Set down every entry exactly as it was written.

Stored entries
• • •

//! Human-readable rule descriptions
//!
//! Renders a validated rule as a short English phrase for notification
//! templates, e.g. "Every 3 months on the second Tuesday, from January 9,
//! 2024 to December 31, 2024" or "Daily, 10 times".

use chrono::{Datelike, NaiveDate};

use crate::calendar::weekday_ordinal;
use crate::models::TimeAnchor;
use crate::rule::{DayOfWeek, MonthlyType, Pattern, Termination, ValidatedRule};

const DATE_FORMAT: &str = "%B %-d, %Y";

/// Describe `rule` as repeated from `anchor`
pub fn describe_rule(rule: &ValidatedRule, anchor: &TimeAnchor) -> String {
    let start = anchor.start_date();

    let ValidatedRule::Repeating {
        pattern,
        step,
        termination,
    } = rule
    else {
        return format!("Once on {}", format_date(start));
    };

    let mut phrase = cadence(pattern, step.get());
    match pattern {
        Pattern::Daily => {}
        Pattern::Weekly(days) => {
            let names: Vec<&str> = days.iter().map(|day| day.name()).collect();
            phrase.push_str(&format!(" on {}", join_names(&names)));
        }
        Pattern::Monthly(MonthlyType::SameDay) => {
            phrase.push_str(&format!(" on day {}", start.day()));
        }
        Pattern::Monthly(MonthlyType::SameWeekday) => {
            phrase.push_str(&format!(
                " on the {} {}",
                weekday_ordinal(start),
                DayOfWeek::from(start.weekday())
            ));
        }
        Pattern::Annually => {
            phrase.push_str(&format!(" on {}", start.format("%B %-d")));
        }
    }

    match termination {
        Termination::Forever => {
            phrase.push_str(&format!(", from {}", format_date(start)));
        }
        Termination::Until(until) => {
            phrase.push_str(&format!(
                ", from {} to {}",
                format_date(start),
                format_date(*until)
            ));
        }
        Termination::Count(count) => {
            phrase.push_str(&format!(", {} times", u64::from(*count) + 1));
        }
    }

    phrase
}

/// "Daily" / "Every 3 days" and friends
fn cadence(pattern: &Pattern, step: u32) -> String {
    let (single, unit) = match pattern {
        Pattern::Daily => ("Daily", "days"),
        Pattern::Weekly(_) => ("Weekly", "weeks"),
        Pattern::Monthly(_) => ("Monthly", "months"),
        Pattern::Annually => ("Annually", "years"),
    };
    if step == 1 {
        single.to_string()
    } else {
        format!("Every {step} {unit}")
    }
}

fn format_date(date: NaiveDate) -> String {
    date.format(DATE_FORMAT).to_string()
}

/// "A", "A and B", "A, B and C"
fn join_names(names: &[&str]) -> String {
    match names {
        [] => String::new(),
        [only] => (*only).to_string(),
        [init @ .., last] => format!("{} and {}", init.join(", "), last),
    }
}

• • •

#### Expected output:
//! Human-readable rule descriptions
//!
//! Renders a validated rule as a short English phrase for notification
//! templates, e.g. "Every 3 months on the second Tuesday, from January 9,
//! 2024 to December 31, 2024" or "Daily, 10 times".

use chrono::{Datelike, NaiveDate};

use crate::calendar::weekday_ordinal;
use crate::models::TimeAnchor;
use crate::rule::{DayOfWeek, MonthlyType, Pattern, Termination, ValidatedRule};

const DATE_FORMAT: &str = "%B %-d, %Y";

/// Describe `rule` as repeated from `anchor`
pub fn describe_rule(rule: &ValidatedRule, anchor: &TimeAnchor) -> String {
    let start = anchor.start_date();

    let ValidatedRule::Repeating {
        pattern,
        step,
        termination,
    } = rule
    else {
        return format!("Once on {}", format_date(start));
    };

    let mut phrase = cadence(pattern, step.get());
    match pattern {
        Pattern::Daily => {}
        Pattern::Weekly(days) => {
            let names: Vec<&str> = days.iter().map(|day| day.name()).collect();
            phrase.push_str(&format!(" on {}", join_names(&names)));
        }
        Pattern::Monthly(MonthlyType::SameDay) => {
            phrase.push_str(&format!(" on day {}", start.day()));
        }
        Pattern::Monthly(MonthlyType::SameWeekday) => {
            phrase.push_str(&format!(
                " on the {} {}",
                weekday_ordinal(start),
                DayOfWeek::from(start.weekday())
            ));
        }
        Pattern::Annually => {
            phrase.push_str(&format!(" on {}", start.format("%B %-d")));
        }
    }

    match termination {
        Termination::Forever => {
            phrase.push_str(&format!(", from {}", format_date(start)));
        }
        Termination::Until(until) => {
            phrase.push_str(&format!(
                ", from {} to {}",
                format_date(start),
                format_date(*until)
            ));
        }
        Termination::Count(count) => {
            phrase.push_str(&format!(", {} times", u64::from(*count) + 1));
        }
    }

    phrase
}

/// "Daily" / "Every 3 days" and friends
fn cadence(pattern: &Pattern, step: u32) -> String {
    let (single, unit) = match pattern {
        Pattern::Daily => ("Daily", "days"),
        Pattern::Weekly(_) => ("Weekly", "weeks"),
        Pattern::Monthly(_) => ("Monthly", "months"),
        Pattern::Annually => ("Annually", "years"),
    };
    if step == 1 {
        single.to_string()
    } else {
        format!("Every {step} {unit}")
    }
}

fn format_date(date: NaiveDate) -> String {
    date.format(DATE_FORMAT).to_string()
}

/// "A", "A and B", "A, B and C"
fn join_names(names: &[&str]) -> String {
    match names {
        [] => String::new(),
        [only] => (*only).to_string(),
        [init @ .., last] => format!("{} and {}", init.join(", "), last),
    }
}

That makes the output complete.